Es gehört otium dazu, zu lieben, und das fehlte mir nun nicht auf Ulvedal. Auch waren da Mädchen genug; aber die eine kam für mich der andern in den Weg. Es ging mir wie dem Berauschten, der mitten auf dem Markte mit dem Hausschlüssel in der Hand dastand und nach den unablässig herumsegelnden Häusern stach.

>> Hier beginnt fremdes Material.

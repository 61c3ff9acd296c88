// Metric Extractor
// Named, independent metric groups computed from the two texts, the lexicon and
// the change records. Every extractor is pure; the set of extractors is a table.

use super::markers::{density_score, detect_markers, round2};
use super::signals::{
    authentic_marker_count, capitalization_ratio, contraction_density, l2_preservation_bonus,
    punctuation_richness,
};
use crate::models::{count_kind, ChangeKind, ChangeRecord, ChangeSet, MetricSet, MetricValue};
use crate::services::lexicon::{Lexicon, MarkerCategory};
use crate::services::text_processor::{
    split_sections, split_sentences, split_words, tokenize_words, vocabulary,
};
use std::collections::HashSet;

// ============ Metric names ============

pub const LEXICAL_IDENTITY: &str = "lexical_identity";
pub const STRUCTURAL_IDENTITY: &str = "structural_identity";
pub const STYLISTIC_IDENTITY: &str = "stylistic_identity";
pub const VOICE_CONSISTENCY: &str = "voice_consistency";
pub const AUTHENTICITY_MARKERS: &str = "authenticity_markers";

pub const INJECTED_GENERIC_PHRASES: &str = "injected_generic_phrases";
pub const SOURCE_MEAN_SENTENCE_LENGTH: &str = "source_mean_sentence_length";
pub const TARGET_MEAN_SENTENCE_LENGTH: &str = "target_mean_sentence_length";
pub const PUNCTUATION_IDENTITY: &str = "punctuation_identity";
pub const CAPITALIZATION_IDENTITY: &str = "capitalization_identity";
pub const CONTRACTION_IDENTITY: &str = "contraction_identity";
pub const SECTION_PAIRS: &str = "section_pairs";
pub const SOURCE_AUTHENTIC_MARKERS: &str = "source_authentic_markers";
pub const TARGET_AUTHENTIC_MARKERS: &str = "target_authentic_markers";
pub const L2_PRESERVATION_BONUS: &str = "l2_preservation_bonus";

pub const ORIGINAL_WORD_COUNT: &str = "original_word_count";
pub const EDITED_WORD_COUNT: &str = "edited_word_count";
pub const RETAINED_UNIQUE_WORDS: &str = "retained_unique_words";
pub const RETAINED_SENTENCE_PATTERNS: &str = "retained_sentence_patterns";
pub const AI_PHRASE_INFILTRATION: &str = "ai_phrase_infiltration";

pub const SENTENCES_UNCHANGED: &str = "sentences_unchanged";
pub const SENTENCES_MODIFIED: &str = "sentences_modified";
pub const SENTENCES_ADDED: &str = "sentences_added";
pub const SENTENCES_REMOVED: &str = "sentences_removed";
pub const WORDS_UNCHANGED: &str = "words_unchanged";
pub const WORDS_MODIFIED: &str = "words_modified";
pub const WORDS_ADDED: &str = "words_added";
pub const WORDS_REMOVED: &str = "words_removed";
pub const CHANGE_PERCENTAGE: &str = "change_percentage";

pub const SOURCE_AI_ISM_SCORE: &str = "source_ai_ism_score";
pub const TARGET_AI_ISM_SCORE: &str = "target_ai_ism_score";
pub const TARGET_RAW_DENSITY: &str = "target_raw_density";
pub const TARGET_DENSITY_TIER: &str = "target_density_tier";

const GENERIC_PENALTY_SCALE: f64 = 20.0;
const CONSISTENCY_VARIANCE_DIVISOR: f64 = 10.0;
const NEUTRAL_SCORE: f64 = 50.0;

// ============ Extractor interface ============

/// Inputs shared by every extractor for one audit.
pub struct MetricContext<'a> {
    pub source: &'a str,
    pub target: &'a str,
    pub lexicon: &'a Lexicon,
    pub changes: &'a ChangeSet,
}

pub trait MetricExtractor: Send + Sync {
    fn name(&self) -> &'static str;
    fn extract(&self, ctx: &MetricContext<'_>) -> Vec<(&'static str, MetricValue)>;
}

/// Extractors run by `extract_metrics`, in output-independent order.
pub fn default_extractors() -> Vec<Box<dyn MetricExtractor>> {
    vec![
        Box::new(LexicalIdentity),
        Box::new(StructuralIdentity),
        Box::new(StylisticIdentity),
        Box::new(VoiceConsistency),
        Box::new(AuthenticityMarkers),
        Box::new(RetentionDetail),
        Box::new(ChangeStatistics),
        Box::new(MarkerDensity),
    ]
}

pub fn extract_metrics(
    source: &str,
    target: &str,
    lexicon: &Lexicon,
    changes: &ChangeSet,
) -> MetricSet {
    let ctx = MetricContext { source, target, lexicon, changes };
    extract_with(&default_extractors(), &ctx)
}

pub fn extract_with(extractors: &[Box<dyn MetricExtractor>], ctx: &MetricContext<'_>) -> MetricSet {
    extractors
        .iter()
        .flat_map(|e| e.extract(ctx))
        .map(|(name, value)| (name.to_string(), value))
        .collect()
}

fn score(name: &'static str, value: f64) -> (&'static str, MetricValue) {
    (name, MetricValue::Score(value))
}

fn count(name: &'static str, value: usize) -> (&'static str, MetricValue) {
    (name, MetricValue::Count(value as u64))
}

fn clamp_score(value: f64) -> f64 {
    value.clamp(0.0, 100.0)
}

fn mean_sentence_length(text: &str) -> Option<f64> {
    let sentences = split_sentences(text);
    if sentences.is_empty() {
        return None;
    }
    let words: usize = sentences.iter().map(|s| split_words(&s.text).len()).sum();
    Some(words as f64 / sentences.len() as f64)
}

fn generic_phrase_count(text: &str, lexicon: &Lexicon) -> usize {
    lexicon.count_matches(MarkerCategory::HighFrequency, text)
}

// ============ Identity components ============

/// Stop-word-filtered vocabulary retention, minus a penalty for generic phrases
/// the revision introduced.
pub struct LexicalIdentity;

impl MetricExtractor for LexicalIdentity {
    fn name(&self) -> &'static str {
        "lexical"
    }

    fn extract(&self, ctx: &MetricContext<'_>) -> Vec<(&'static str, MetricValue)> {
        let injected = generic_phrase_count(ctx.target, ctx.lexicon)
            .saturating_sub(generic_phrase_count(ctx.source, ctx.lexicon));
        let source_vocab = vocabulary(ctx.source, true);
        let target_vocab = vocabulary(ctx.target, true);

        let identity = if source_vocab.is_empty() {
            100.0
        } else {
            let retained = source_vocab.intersection(&target_vocab).count();
            let retention = retained as f64 / source_vocab.len() as f64 * 100.0;
            let penalty = injected as f64 / target_vocab.len().max(1) as f64 * GENERIC_PENALTY_SCALE;
            clamp_score(retention - penalty)
        };

        vec![score(LEXICAL_IDENTITY, identity), count(INJECTED_GENERIC_PHRASES, injected)]
    }
}

/// Relative drift of mean sentence length.
pub struct StructuralIdentity;

impl MetricExtractor for StructuralIdentity {
    fn name(&self) -> &'static str {
        "structural"
    }

    fn extract(&self, ctx: &MetricContext<'_>) -> Vec<(&'static str, MetricValue)> {
        let source_mean = mean_sentence_length(ctx.source);
        let target_mean = mean_sentence_length(ctx.target);

        let identity = match (source_mean, target_mean) {
            (None, _) => 100.0,
            (Some(_), None) => 0.0,
            (Some(orig), Some(edited)) => {
                let drift = (edited - orig).abs() / orig.max(1.0);
                clamp_score(100.0 - drift * 100.0)
            }
        };

        vec![
            score(STRUCTURAL_IDENTITY, identity),
            score(SOURCE_MEAN_SENTENCE_LENGTH, round2(source_mean.unwrap_or(0.0))),
            score(TARGET_MEAN_SENTENCE_LENGTH, round2(target_mean.unwrap_or(0.0))),
        ]
    }
}

/// Punctuation, capitalization and contraction style, equal thirds.
pub struct StylisticIdentity;

impl MetricExtractor for StylisticIdentity {
    fn name(&self) -> &'static str {
        "stylistic"
    }

    fn extract(&self, ctx: &MetricContext<'_>) -> Vec<(&'static str, MetricValue)> {
        let axis = |f: fn(&str) -> f64| {
            let delta = (clamp_score(f(ctx.source)) - clamp_score(f(ctx.target))).abs();
            100.0 - delta
        };
        let punctuation = axis(punctuation_richness);
        let capitalization = axis(capitalization_ratio);
        let contraction = axis(contraction_density);
        let identity = clamp_score((punctuation + capitalization + contraction) / 3.0);

        vec![
            score(STYLISTIC_IDENTITY, identity),
            score(PUNCTUATION_IDENTITY, round2(punctuation)),
            score(CAPITALIZATION_IDENTITY, round2(capitalization)),
            score(CONTRACTION_IDENTITY, round2(contraction)),
        ]
    }
}

/// Mean per-section vocabulary overlap, penalized by its spread.
pub struct VoiceConsistency;

fn section_overlap(source: &str, target: &str) -> f64 {
    let source_vocab: HashSet<String> = tokenize_words(source).into_iter().collect();
    let target_vocab: HashSet<String> = tokenize_words(target).into_iter().collect();
    match (source_vocab.is_empty(), target_vocab.is_empty()) {
        (true, true) => 100.0,
        (true, false) => NEUTRAL_SCORE,
        _ => {
            let shared = source_vocab.intersection(&target_vocab).count();
            shared as f64 / source_vocab.len() as f64 * 100.0
        }
    }
}

impl MetricExtractor for VoiceConsistency {
    fn name(&self) -> &'static str {
        "consistency"
    }

    fn extract(&self, ctx: &MetricContext<'_>) -> Vec<(&'static str, MetricValue)> {
        let source_sections = split_sections(ctx.source);
        let target_sections = split_sections(ctx.target);
        let scores: Vec<f64> = source_sections
            .iter()
            .zip(target_sections.iter())
            .map(|(s, t)| section_overlap(&s.text, &t.text))
            .collect();

        let consistency = if scores.is_empty() {
            NEUTRAL_SCORE
        } else {
            let n = scores.len() as f64;
            let mean = scores.iter().sum::<f64>() / n;
            let variance = scores.iter().map(|s| (s - mean).powi(2)).sum::<f64>() / n;
            clamp_score(mean - variance.sqrt() / CONSISTENCY_VARIANCE_DIVISOR)
        };

        vec![score(VOICE_CONSISTENCY, consistency), count(SECTION_PAIRS, scores.len())]
    }
}

/// Retention of personal-voice markers, with a bonus for kept L2 features.
pub struct AuthenticityMarkers;

impl MetricExtractor for AuthenticityMarkers {
    fn name(&self) -> &'static str {
        "authenticity"
    }

    fn extract(&self, ctx: &MetricContext<'_>) -> Vec<(&'static str, MetricValue)> {
        let source_markers = authentic_marker_count(ctx.source);
        let target_markers = authentic_marker_count(ctx.target);
        let bonus = l2_preservation_bonus(ctx.source, ctx.target, ctx.lexicon);

        let authenticity = match (source_markers, target_markers) {
            (0, 0) => 100.0,
            (0, _) => NEUTRAL_SCORE,
            (orig, edited) => clamp_score(edited as f64 / orig as f64 * 100.0 + bonus),
        };

        vec![
            score(AUTHENTICITY_MARKERS, authenticity),
            count(SOURCE_AUTHENTIC_MARKERS, source_markers),
            count(TARGET_AUTHENTIC_MARKERS, target_markers),
            score(L2_PRESERVATION_BONUS, bonus),
        ]
    }
}

// ============ Detail groups ============

/// Raw retention counts reported alongside the composite.
pub struct RetentionDetail;

fn retained_sentence_patterns(source: &str, target: &str) -> usize {
    let target_lower = target.to_lowercase().replace('\u{2019}', "'");
    split_sentences(source)
        .iter()
        .filter(|s| {
            let opening: Vec<String> = tokenize_words(&s.text).into_iter().take(3).collect();
            !opening.is_empty() && target_lower.contains(&opening.join(" "))
        })
        .count()
}

impl MetricExtractor for RetentionDetail {
    fn name(&self) -> &'static str {
        "retention"
    }

    fn extract(&self, ctx: &MetricContext<'_>) -> Vec<(&'static str, MetricValue)> {
        let retained = vocabulary(ctx.source, false)
            .intersection(&vocabulary(ctx.target, false))
            .count();
        let edited_words = split_words(ctx.target).len();
        let infiltration = density_score(
            generic_phrase_count(ctx.target, ctx.lexicon) as f64,
            edited_words,
        );

        vec![
            count(ORIGINAL_WORD_COUNT, split_words(ctx.source).len()),
            count(EDITED_WORD_COUNT, edited_words),
            count(RETAINED_UNIQUE_WORDS, retained),
            count(RETAINED_SENTENCE_PATTERNS, retained_sentence_patterns(ctx.source, ctx.target)),
            score(AI_PHRASE_INFILTRATION, round2(100.0 - infiltration)),
        ]
    }
}

/// Change record tallies at both granularities.
pub struct ChangeStatistics;

/// Share of the two word sequences not covered by unchanged pairs, 0-100.
pub fn change_percentage(word_changes: &[ChangeRecord]) -> f64 {
    let source_units = word_changes.iter().filter(|r| r.source.is_some()).count();
    let target_units = word_changes.iter().filter(|r| r.target.is_some()).count();
    let total = source_units + target_units;
    if total == 0 {
        return 0.0;
    }
    let unchanged = count_kind(word_changes, ChangeKind::Unchanged);
    round2((1.0 - 2.0 * unchanged as f64 / total as f64) * 100.0)
}

impl MetricExtractor for ChangeStatistics {
    fn name(&self) -> &'static str {
        "changes"
    }

    fn extract(&self, ctx: &MetricContext<'_>) -> Vec<(&'static str, MetricValue)> {
        let sentences = &ctx.changes.sentences;
        let words = &ctx.changes.words;
        vec![
            count(SENTENCES_UNCHANGED, count_kind(sentences, ChangeKind::Unchanged)),
            count(SENTENCES_MODIFIED, count_kind(sentences, ChangeKind::Modified)),
            count(SENTENCES_ADDED, count_kind(sentences, ChangeKind::Added)),
            count(SENTENCES_REMOVED, count_kind(sentences, ChangeKind::Removed)),
            count(WORDS_UNCHANGED, count_kind(words, ChangeKind::Unchanged)),
            count(WORDS_MODIFIED, count_kind(words, ChangeKind::Modified)),
            count(WORDS_ADDED, count_kind(words, ChangeKind::Added)),
            count(WORDS_REMOVED, count_kind(words, ChangeKind::Removed)),
            score(CHANGE_PERCENTAGE, change_percentage(words)),
        ]
    }
}

/// Marker density of both texts.
pub struct MarkerDensity;

impl MetricExtractor for MarkerDensity {
    fn name(&self) -> &'static str {
        "markers"
    }

    fn extract(&self, ctx: &MetricContext<'_>) -> Vec<(&'static str, MetricValue)> {
        let source = detect_markers(ctx.source, ctx.lexicon);
        let target = detect_markers(ctx.target, ctx.lexicon);
        vec![
            score(SOURCE_AI_ISM_SCORE, source.ai_ism_score),
            score(TARGET_AI_ISM_SCORE, target.ai_ism_score),
            score(TARGET_RAW_DENSITY, target.raw_density),
            (TARGET_DENSITY_TIER, MetricValue::Label(target.risk_level.as_str().to_string())),
        ]
    }
}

Die hübschesten von allen denen, die ich sah, waren zweifellos die beiden Töchter des Kammerrats selbst; aber sie waren beide gleich hübsch; so daß ich nie wußte, welcher ich den Vorzug geben sollte, wenn sie nebeneinander standen. Und waren sie nicht zusammen, schien mir die Anwesende ihn stets zu beanspruchen.

Ob es nun von diesem Gleichgewicht in meiner geteilten Neigung oder davon kam, daß die jungen Mädchen im Grunde nicht mehr oder weniger als Alltagsfrauenzimmer mit glatter Oberfläche, aber ohne tieferen Grund waren – genug, ich konnte mir von der einen die Kaffeetasse reichen lassen, ohne einen elektrischen Schlag in den Fingern zu verspüren, und beim L'hombre-Tisch mit den andern scherzen, ohne mich zu verspielen. Selbst die Küsse, die mir bei den Weihnachtsspielen so reichlich zufielen, verursachten in meinem Herzen nicht jene süße Beklemmung, von der die Dichter so oft sprechen. – Niemand wird also daran zweifeln, daß ich nach der Ermattung des Tages und der Lustigkeit des Abends so fest schlief, als ob es gar keine Liebe gäbe.